Overview

The IRSOL server transmits image data to clients using a custom binary protocol designed for efficiency and compatibility with scientific image processing tools (e.g., OpenCV). This protocol is implemented in the server's irsol::protocol::Serializer and is used whenever an irsol::protocol::ImageBinaryData message is sent.

This document describes:

The structure of the data sent over the socket for an image.
The meaning and purpose of special bytes and headers.
The byte order and format of the pixel data (including byte-swapping).
An example of the actual data sent.
Pseudocode for robust client-side parsing and decoding.

Protocol Structure

When the server sends an image to the client, the data is structured as follows:

img=<SOH>u16[height,width] [attributes...]<STX><image_data><ETX>

Where:

img=: ASCII header indicating the start of an image message.
<SOH>: Special byte (0x01, Start of Header) marking the beginning of the metadata section.
u16[height,width]: ASCII metadata describing the image type (16-bit unsigned), and its shape.
[attributes...]: Optional ASCII key-value pairs for additional metadata (e.g., imageId, timestamp).
<STX>: Special byte (0x02, Start of Text) marking the start of the binary image data.
<image_data>: Raw image bytes (see below for format and byte order).
<ETX>: Special byte (0x03, End of Text) marking the end of the image data.

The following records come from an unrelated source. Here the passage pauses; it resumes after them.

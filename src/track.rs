//! Flat per-frame vectors as stored in coefficient tracks.
//!
//! An LPC track frame of order `p` has `p + 1` slots: slot 0 holds the gain
//! and slots `1..=p` hold `oneMinusA[1..=p]`. A cepstrum track frame of order
//! `m` holds `c[0..=m]` directly, `c[0]` carrying the log gain.

use std::io::{self, Read, Write};

use byteorder::{BigEndian, ByteOrder, WriteBytesExt};

use crate::{
    coefficients::{CoefficientError, LpcCoefficients},
    config::AnalysisConfig,
    spectral_model::SpectralModel,
};

#[derive(Debug, thiserror::Error)]
pub enum TrackError {
    #[error("I/O error: {0}")]
    Io(#[from] io::Error),
    #[error(transparent)]
    Coefficient(#[from] CoefficientError),
    /// A frame in a batch could not be turned into a model.
    #[error("Frame {index} is invalid: {source}")]
    InvalidFrame {
        index: usize,
        #[source]
        source: CoefficientError,
    },
    #[error("Frame {index} has {actual} values; expected {expected}")]
    FrameLength {
        index: usize,
        expected: usize,
        actual: usize,
    },
    #[error("Frame dimension must be at least 1")]
    ZeroDimension,
}

/// Read gain from slot 0 and `oneMinusA[1..=p]` from the remaining slots.
pub fn model_from_lpc_frame(frame: &[f64]) -> Result<SpectralModel, CoefficientError> {
    let Some((&gain, coefficients)) = frame.split_first() else {
        return Err(CoefficientError::ZeroOrder);
    };
    let mut one_minus_a = Vec::with_capacity(frame.len());
    one_minus_a.push(1.0);
    one_minus_a.extend_from_slice(coefficients);
    SpectralModel::new(LpcCoefficients::new(&one_minus_a)?, gain)
}

/// Inverse of [`model_from_lpc_frame`].
pub fn lpc_frame_from_model(model: &SpectralModel) -> Vec<f64> {
    let mut frame = model.lpc().to_vec();
    frame[0] = model.gain();
    frame
}

/// Cepstrum frame of order `cepstrum_order` for one LPC frame.
pub fn cepstrum_frame_from_lpc_frame(
    frame: &[f64],
    cepstrum_order: usize,
) -> Result<Vec<f64>, CoefficientError> {
    let mut model = model_from_lpc_frame(frame)?;
    Ok(model.cepstrum(cepstrum_order)?.into())
}

/// Convert a whole LPC track into a cepstrum track.
///
/// Every frame must have `order + 1` values. Unstable frames and frames with
/// a non-finite gain are converted anyway and reported through `tracing`.
pub fn convert_lpc_track(
    frames: &[Vec<f64>],
    config: &AnalysisConfig,
) -> Result<Vec<Vec<f64>>, TrackError> {
    let expected = config.get_order() + 1;
    let cepstrum_order = config.get_cepstrum_order();

    let mut unstable = 0;
    let cepstra = frames
        .iter()
        .enumerate()
        .map(|(index, frame)| {
            if frame.len() != expected {
                return Err(TrackError::FrameLength {
                    index,
                    expected,
                    actual: frame.len(),
                });
            }
            let mut model = model_from_lpc_frame(frame)
                .map_err(|source| TrackError::InvalidFrame { index, source })?;

            if !model.gain().is_finite() {
                tracing::warn!(frame = index, gain = model.gain(), "non-finite gain");
            }
            if !model.is_stable() {
                unstable += 1;
                tracing::warn!(frame = index, "unstable LPC model");
            }

            let cepstrum = model
                .cepstrum(cepstrum_order)
                .map_err(|source| TrackError::InvalidFrame { index, source })?;
            Ok(cepstrum.into())
        })
        .collect::<Result<Vec<Vec<f64>>, TrackError>>()?;

    tracing::debug!(frames = cepstra.len(), unstable, "converted LPC track");
    Ok(cepstra)
}

/// Write frames as consecutive big-endian `f32` values, without a header.
///
/// All frames must have the length of the first one.
pub fn write_frames(mut writer: impl Write, frames: &[Vec<f64>]) -> Result<(), TrackError> {
    let Some(first) = frames.first() else {
        return Ok(());
    };
    let dimension = first.len();
    if dimension == 0 {
        return Err(TrackError::ZeroDimension);
    }
    for (index, frame) in frames.iter().enumerate() {
        if frame.len() != dimension {
            return Err(TrackError::FrameLength {
                index,
                expected: dimension,
                actual: frame.len(),
            });
        }
        for &value in frame {
            writer.write_f32::<BigEndian>(value as f32)?;
        }
    }
    writer.flush()?;
    Ok(())
}

/// Read frames of `dimension` big-endian `f32` values until the end of input.
///
/// A partial trailing frame is an [`io::ErrorKind::UnexpectedEof`] error.
pub fn read_frames(mut reader: impl Read, dimension: usize) -> Result<Vec<Vec<f64>>, TrackError> {
    if dimension == 0 {
        return Err(TrackError::ZeroDimension);
    }
    let mut bytes = Vec::new();
    reader.read_to_end(&mut bytes)?;

    let frame_bytes = dimension * size_of::<f32>();
    if bytes.len() % frame_bytes != 0 {
        return Err(io::Error::new(
            io::ErrorKind::UnexpectedEof,
            format!(
                "{} trailing bytes do not make up a frame of {} values",
                bytes.len() % frame_bytes,
                dimension
            ),
        )
        .into());
    }

    Ok(bytes
        .chunks_exact(frame_bytes)
        .map(|frame| {
            frame
                .chunks_exact(size_of::<f32>())
                .map(|value| BigEndian::read_f32(value) as f64)
                .collect()
        })
        .collect())
}
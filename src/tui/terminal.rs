//! Terminal setup and teardown.

use std::io::{self, IsTerminal, Stdout};

use crossterm::{
    execute,
    terminal::{EnterAlternateScreen, LeaveAlternateScreen, disable_raw_mode, enable_raw_mode},
};
use ratatui::{Terminal, backend::CrosstermBackend};

use crate::{Result, StockPulseError};

/// Type alias for our terminal backend.
pub type Tui = Terminal<CrosstermBackend<Stdout>>;

/// Puts stdout into raw mode on the alternate screen.
///
/// Also installs a panic hook that restores the terminal before the default
/// hook prints, so a panic does not leave the shell in raw mode.
///
/// # Errors
///
/// Returns [`StockPulseError::Io`] if stdout is not a TTY or any terminal
/// call fails. Raw mode is disabled again before returning an error.
pub fn setup_terminal() -> Result<Tui> {
    if !io::stdout().is_terminal() {
        return Err(StockPulseError::Io(
            "dashboard requires an interactive terminal (TTY)".to_string(),
        ));
    }

    enable_raw_mode()
        .map_err(|e| StockPulseError::Io(format!("failed to enable raw mode: {e}")))?;

    let mut stdout = io::stdout();
    execute!(stdout, EnterAlternateScreen).map_err(|e| {
        let _ = disable_raw_mode();
        StockPulseError::Io(format!("failed to enter alternate screen: {e}"))
    })?;

    let terminal = Terminal::new(CrosstermBackend::new(stdout)).map_err(|e| {
        let _ = disable_raw_mode();
        let _ = execute!(io::stdout(), LeaveAlternateScreen);
        StockPulseError::Io(format!("failed to create terminal: {e}"))
    })?;

    install_panic_hook();
    Ok(terminal)
}

/// Leaves the alternate screen, disables raw mode, and shows the cursor.
///
/// # Errors
///
/// Returns [`StockPulseError::Io`] if any step fails.
pub fn restore_terminal(terminal: &mut Tui) -> Result<()> {
    disable_raw_mode().map_err(|e| StockPulseError::Io(e.to_string()))?;
    execute!(terminal.backend_mut(), LeaveAlternateScreen)
        .map_err(|e| StockPulseError::Io(e.to_string()))?;
    terminal
        .show_cursor()
        .map_err(|e| StockPulseError::Io(e.to_string()))?;
    Ok(())
}

fn install_panic_hook() {
    let default_hook = std::panic::take_hook();
    std::panic::set_hook(Box::new(move |info| {
        let _ = disable_raw_mode();
        let _ = execute!(io::stdout(), LeaveAlternateScreen);
        default_hook(info);
    }));
}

Each message is terminated by a newline (\n) after the <ETX> byte.

Special Bytes

SOH (0x01): Marks the start of the header/metadata section.
STX (0x02): Marks the start of the binary image data.
ETX (0x03): Marks the end of the binary image data.

These bytes are defined in irsol::protocol::Serializer::SpecialBytes.

Example

Suppose the server sends a 2D grayscale image of size 10x16 (height x width), with 16 bits per pixel.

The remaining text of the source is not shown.